Req 1. A cloud subscription for RMS
- Your organization must have a cloud subscription that supports RMS.
- For licensing information, see the Cloud subscriptions that support Azure RMS section in this topic.
Req 2. Azure AD directory
- Your organization must have an Azure AD directory to support user authentication for RMS. In addition, if you want to use your user accounts from your on-premises directory (AD DS), you must also configure directory integration.
- Multi-factor authentication (MFA) is supported with Azure RMS when you have the required client software and correctly configured MFA supporting infrastructure.
- For more information, see the Azure AD directory section in this topic.
Req 3. Client devices
- Users must have a client devices (computer or mobile device) that run an operating system that supports RMS.
- For more information, see the Client devices that support Azure RMS section in this topic.
Req 4. Applications
- Users must run applications that support RMS.
- For more information, see the Applications that support Azure RMS section in this topic.
Req 5. Infrastructure that supports connectivity to the Internet and dependent cloud services
- If you have a firewall or similar intervening network devices that must be configured to allow specific connections, see Office 356 URLs and IP address ranges.

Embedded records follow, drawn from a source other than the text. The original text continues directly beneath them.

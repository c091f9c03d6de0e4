//! FILENAME: core/working-time/src/logging.rs
// PURPOSE: Category-tagged logging shared by the report workspace.
//
// Every line carries a process-wide sequence number so interleaved output
// from several report builds can be put back in order. Lines are handed to
// the `log` facade with the category as target; the host decides where
// they end up.

use std::sync::atomic::{AtomicU64, Ordering};

pub use log::Level;

/// Global sequence counter shared by every category.
static LOG_SEQ: AtomicU64 = AtomicU64::new(0);

/// Get next sequence number
pub fn next_seq() -> u64 {
    LOG_SEQ.fetch_add(1, Ordering::SeqCst) + 1
}

/// Whether a line of this level and category would reach the logger.
/// The macros check this before formatting anything.
pub fn enabled(level: Level, category: &str) -> bool {
    log::log_enabled!(target: category, level)
}

/// Write a log line in unified format: `seq|category|message`.
pub fn write_log(level: Level, category: &str, message: &str) {
    let seq = next_seq();
    log::log!(target: category, level, "{}|{}|{}", seq, category, message);
}

/// Write an ENTER log line for function entry
pub fn write_log_enter(level: Level, category: &str, func_name: &str, params: &str) {
    let message = if params.is_empty() {
        format!("ENTER {}", func_name)
    } else {
        format!("ENTER {} {}", func_name, params)
    };
    write_log(level, category, &message);
}

/// Write an EXIT log line for function exit
pub fn write_log_exit(level: Level, category: &str, func_name: &str, result: &str) {
    let message = if result.is_empty() {
        format!("EXIT {}", func_name)
    } else {
        format!("EXIT {} {}", func_name, result)
    };
    write_log(level, category, &message);
}

// ============================================================================
// LOGGING MACROS
// ============================================================================

#[macro_export]
macro_rules! log_debug {
    ($cat:expr, $($arg:tt)*) => {
        if $crate::logging::enabled($crate::logging::Level::Debug, $cat) {
            $crate::logging::write_log($crate::logging::Level::Debug, $cat, &format!($($arg)*));
        }
    };
}

#[macro_export]
macro_rules! log_info {
    ($cat:expr, $($arg:tt)*) => {
        if $crate::logging::enabled($crate::logging::Level::Info, $cat) {
            $crate::logging::write_log($crate::logging::Level::Info, $cat, &format!($($arg)*));
        }
    };
}

#[macro_export]
macro_rules! log_warn {
    ($cat:expr, $($arg:tt)*) => {
        if $crate::logging::enabled($crate::logging::Level::Warn, $cat) {
            $crate::logging::write_log($crate::logging::Level::Warn, $cat, &format!($($arg)*));
        }
    };
}

// ENTER/EXIT macros for function tracing

#[macro_export]
macro_rules! log_enter {
    ($cat:expr, $func:expr) => {
        if $crate::logging::enabled($crate::logging::Level::Debug, $cat) {
            $crate::logging::write_log_enter($crate::logging::Level::Debug, $cat, $func, "");
        }
    };
    ($cat:expr, $func:expr, $($arg:tt)*) => {
        if $crate::logging::enabled($crate::logging::Level::Debug, $cat) {
            $crate::logging::write_log_enter($crate::logging::Level::Debug, $cat, $func, &format!($($arg)*));
        }
    };
}

#[macro_export]
macro_rules! log_exit {
    ($cat:expr, $func:expr) => {
        if $crate::logging::enabled($crate::logging::Level::Debug, $cat) {
            $crate::logging::write_log_exit($crate::logging::Level::Debug, $cat, $func, "");
        }
    };
    ($cat:expr, $func:expr, $($arg:tt)*) => {
        if $crate::logging::enabled($crate::logging::Level::Debug, $cat) {
            $crate::logging::write_log_exit($crate::logging::Level::Debug, $cat, $func, &format!($($arg)*));
        }
    };
}

// Re-export the macros so they can be imported via `use working_time::logging::log_info;`
pub use log_debug;
pub use log_enter;
pub use log_exit;
pub use log_info;
pub use log_warn;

- The list of URLs and IP addresses in the Office 356 portal and identity section apply to the Office 365 portal, Azure Active Directory resources, and Azure Rights Management. Use the instructions in this article to keep up-to-date with changes to this information, by subscribing to an RSS feed.

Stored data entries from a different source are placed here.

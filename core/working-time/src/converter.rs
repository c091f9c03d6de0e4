//! FILENAME: core/working-time/src/converter.rs
//! Working Days Converter - calendar-day age to working-day age.
//!
//! The converter is built once per report build for a fixed reference date
//! and the set of bucket boundaries the report's headers use. It walks the
//! calendar day by day away from the reference date and records, for every
//! calendar offset, how many working days that offset spans:
//! - positive age `k`: working days in `[reference - k, reference - 1]`
//! - negative age `-k`: minus the working days in `[reference + 1, reference + k]`
//!
//! Each side stops as soon as its working-day count exceeds the largest
//! finite boundary on that side. Ages outside the tables clamp to the last
//! entry, which already lies beyond every boundary, so clamping never moves
//! an item into a different bucket.
//!
//! A side never spans more than `MAX_SPAN_DAYS` calendar days and stops early
//! at the edge of the representable date range. Ages that far out cannot come
//! from stored task dates, so a huge finite boundary is treated like an open
//! one instead of failing the build.

use std::ops::RangeInclusive;

use chrono::{Days, NaiveDate};

use crate::calendar::WorkingDayCalendar;
use crate::error::TimeError;
use crate::log_debug;

/// Longest run of consecutive non-working days tolerated while scanning.
pub const SCAN_HORIZON_DAYS: u32 = 3660;

/// Widest calendar span one side of the table may cover, about 200 years.
pub const MAX_SPAN_DAYS: u64 = 73_050;

#[derive(Debug, Clone, Copy, PartialEq, Eq)]
enum Direction {
    Past,
    Future,
}

#[derive(Debug, Clone)]
pub struct WorkingDaysConverter {
    reference_date: NaiveDate,
    /// Indexed by positive calendar age; values are >= 0 and non-decreasing.
    past: Vec<i32>,
    /// Indexed by the magnitude of a negative calendar age; values are <= 0
    /// and non-increasing.
    future: Vec<i32>,
}

impl WorkingDaysConverter {
    /// Precomputes the offset tables.
    ///
    /// `boundaries` are the interval limits of the report's headers, in
    /// working days. `i32::MIN` and `i32::MAX` mark open ends and are
    /// ignored.
    pub fn new<C>(
        calendar: &C,
        reference_date: NaiveDate,
        boundaries: impl IntoIterator<Item = i32>,
    ) -> Result<Self, TimeError>
    where
        C: WorkingDayCalendar + ?Sized,
    {
        let mut past_limit = 0;
        let mut future_limit = 0;
        for boundary in boundaries {
            if boundary == i32::MIN || boundary == i32::MAX {
                continue;
            }
            if boundary > 0 {
                past_limit = past_limit.max(boundary);
            } else {
                future_limit = future_limit.max(-boundary);
            }
        }

        let past = scan(calendar, reference_date, past_limit, Direction::Past)?;
        let future = scan(calendar, reference_date, future_limit, Direction::Future)?;

        log_debug!(
            "WORKDAYS",
            "reference={} calendar_range=[-{}, {}] working_range=[{}, {}]",
            reference_date,
            future.len() - 1,
            past.len() - 1,
            future.last().copied().unwrap_or(0),
            past.last().copied().unwrap_or(0)
        );

        Ok(WorkingDaysConverter {
            reference_date,
            past,
            future,
        })
    }

    pub fn reference_date(&self) -> NaiveDate {
        self.reference_date
    }

    /// Calendar ages for which an exact value is stored. Anything outside
    /// is clamped.
    pub fn calendar_range(&self) -> RangeInclusive<i32> {
        -(self.future.len() as i32 - 1)..=(self.past.len() as i32 - 1)
    }

    /// O(1) lookup. Age 0 is always 0.
    pub fn to_working_days(&self, calendar_age: i32) -> i32 {
        let (table, index) = if calendar_age >= 0 {
            (&self.past, calendar_age as usize)
        } else {
            (&self.future, calendar_age.unsigned_abs() as usize)
        };
        table[index.min(table.len() - 1)]
    }

    /// The smallest calendar age (by magnitude) that spans at least the
    /// given number of working days, clamped like `to_working_days`.
    pub fn to_calendar_days(&self, working_days: i32) -> i32 {
        if working_days >= 0 {
            let index = self
                .past
                .iter()
                .position(|&w| w >= working_days)
                .unwrap_or(self.past.len() - 1);
            index as i32
        } else {
            let index = self
                .future
                .iter()
                .position(|&w| w <= working_days)
                .unwrap_or(self.future.len() - 1);
            -(index as i32)
        }
    }
}

/// Walks away from the reference date until the working-day count exceeds
/// `limit`, `MAX_SPAN_DAYS` is reached, or the next date is not
/// representable. The returned table is never empty.
fn scan<C>(
    calendar: &C,
    reference_date: NaiveDate,
    limit: i32,
    direction: Direction,
) -> Result<Vec<i32>, TimeError>
where
    C: WorkingDayCalendar + ?Sized,
{
    let mut table = vec![0];
    let mut working_days = 0i32;
    let mut idle_run = 0u32;
    let mut offset = 0u64;

    while working_days <= limit && offset < MAX_SPAN_DAYS {
        offset += 1;
        let next = match direction {
            Direction::Past => reference_date.checked_sub_days(Days::new(offset)),
            Direction::Future => reference_date.checked_add_days(Days::new(offset)),
        };
        let Some(date) = next else {
            log_debug!(
                "WORKDAYS",
                "scan stopped at date range edge reference={} offset={}",
                reference_date,
                offset - 1
            );
            break;
        };

        if calendar.is_working_day(date) {
            working_days += 1;
            idle_run = 0;
        } else {
            idle_run += 1;
            if idle_run > SCAN_HORIZON_DAYS {
                return Err(TimeError::NoWorkingDays {
                    reference: reference_date,
                    horizon: SCAN_HORIZON_DAYS,
                });
            }
        }

        table.push(match direction {
            Direction::Past => working_days,
            Direction::Future => -working_days,
        });
    }

    Ok(table)
}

- In addition to the information in the Office article, specific to Azure RMS:
- Do not terminate the TLS client-to-service connection (for example, to do packet-level inspection). Doing so breaks the certificate pinning that RMS clients use with Microsoft-managed CAs to help secure their communication with Azure RMS.

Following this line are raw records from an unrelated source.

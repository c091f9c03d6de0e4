//! FILENAME: core/report-engine/src/view.rs
//! Report View - Renderable output for the REST layer and table renderers.
//!
//! A finished report is flattened into plain serializable data:
//! - column titles in header order
//! - rows in first-seen order, each with its cells, total and nested rows
//! - the sum row across all rows

use serde::{Deserialize, Serialize};

use crate::error::ReportError;

/// One rendered row. `children` is only populated for foldable rows.
#[derive(Debug, Clone, PartialEq, Eq, Serialize, Deserialize)]
pub struct RowView {
    pub key: String,
    pub display_name: String,
    pub cells: Vec<i64>,
    pub total: i64,
    #[serde(default, skip_serializing_if = "Vec::is_empty")]
    pub children: Vec<RowView>,
}

#[derive(Debug, Clone, PartialEq, Eq, Serialize, Deserialize)]
pub struct ReportView {
    /// Descriptions of the row key levels, e.g. `["CLASSIFICATION", "ATTACHMENT"]`.
    pub row_desc: Vec<String>,
    pub column_headers: Vec<String>,
    pub rows: Vec<RowView>,
    pub sum_row: RowView,
}

impl ReportView {
    pub fn to_json(&self) -> Result<String, ReportError> {
        Ok(serde_json::to_string(self)?)
    }

    pub fn to_json_pretty(&self) -> Result<String, ReportError> {
        Ok(serde_json::to_string_pretty(self)?)
    }

    pub fn row(&self, key: &str) -> Option<&RowView> {
        self.rows.iter().find(|row| row.key == key)
    }
}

- Do not use a web proxy configuration that authenticates on behalf of a user.
If you want to use Azure RMS with on-premises servers, the following products are supported:
- Exchange Server
- SharePoint Server
- Windows Server file servers that support File Classification Infrastructure
For information about the additional Azure RMS requirements for this scenario, see the On-premises servers that support Azure RMS section in this topic.
Important
As described in Migrating from AD RMS to Azure Rights Management, running AD RMS and Azure RMS side-by-side in the same organization is not supported, except during migration.
There is a supported migration path from AD RMS to Azure RMS, and from Azure RMS to AD RMS. If you deploy Azure RMS and then decide that you no longer want to use this cloud service, see Decommissioning and Deactivating Azure Rights Management.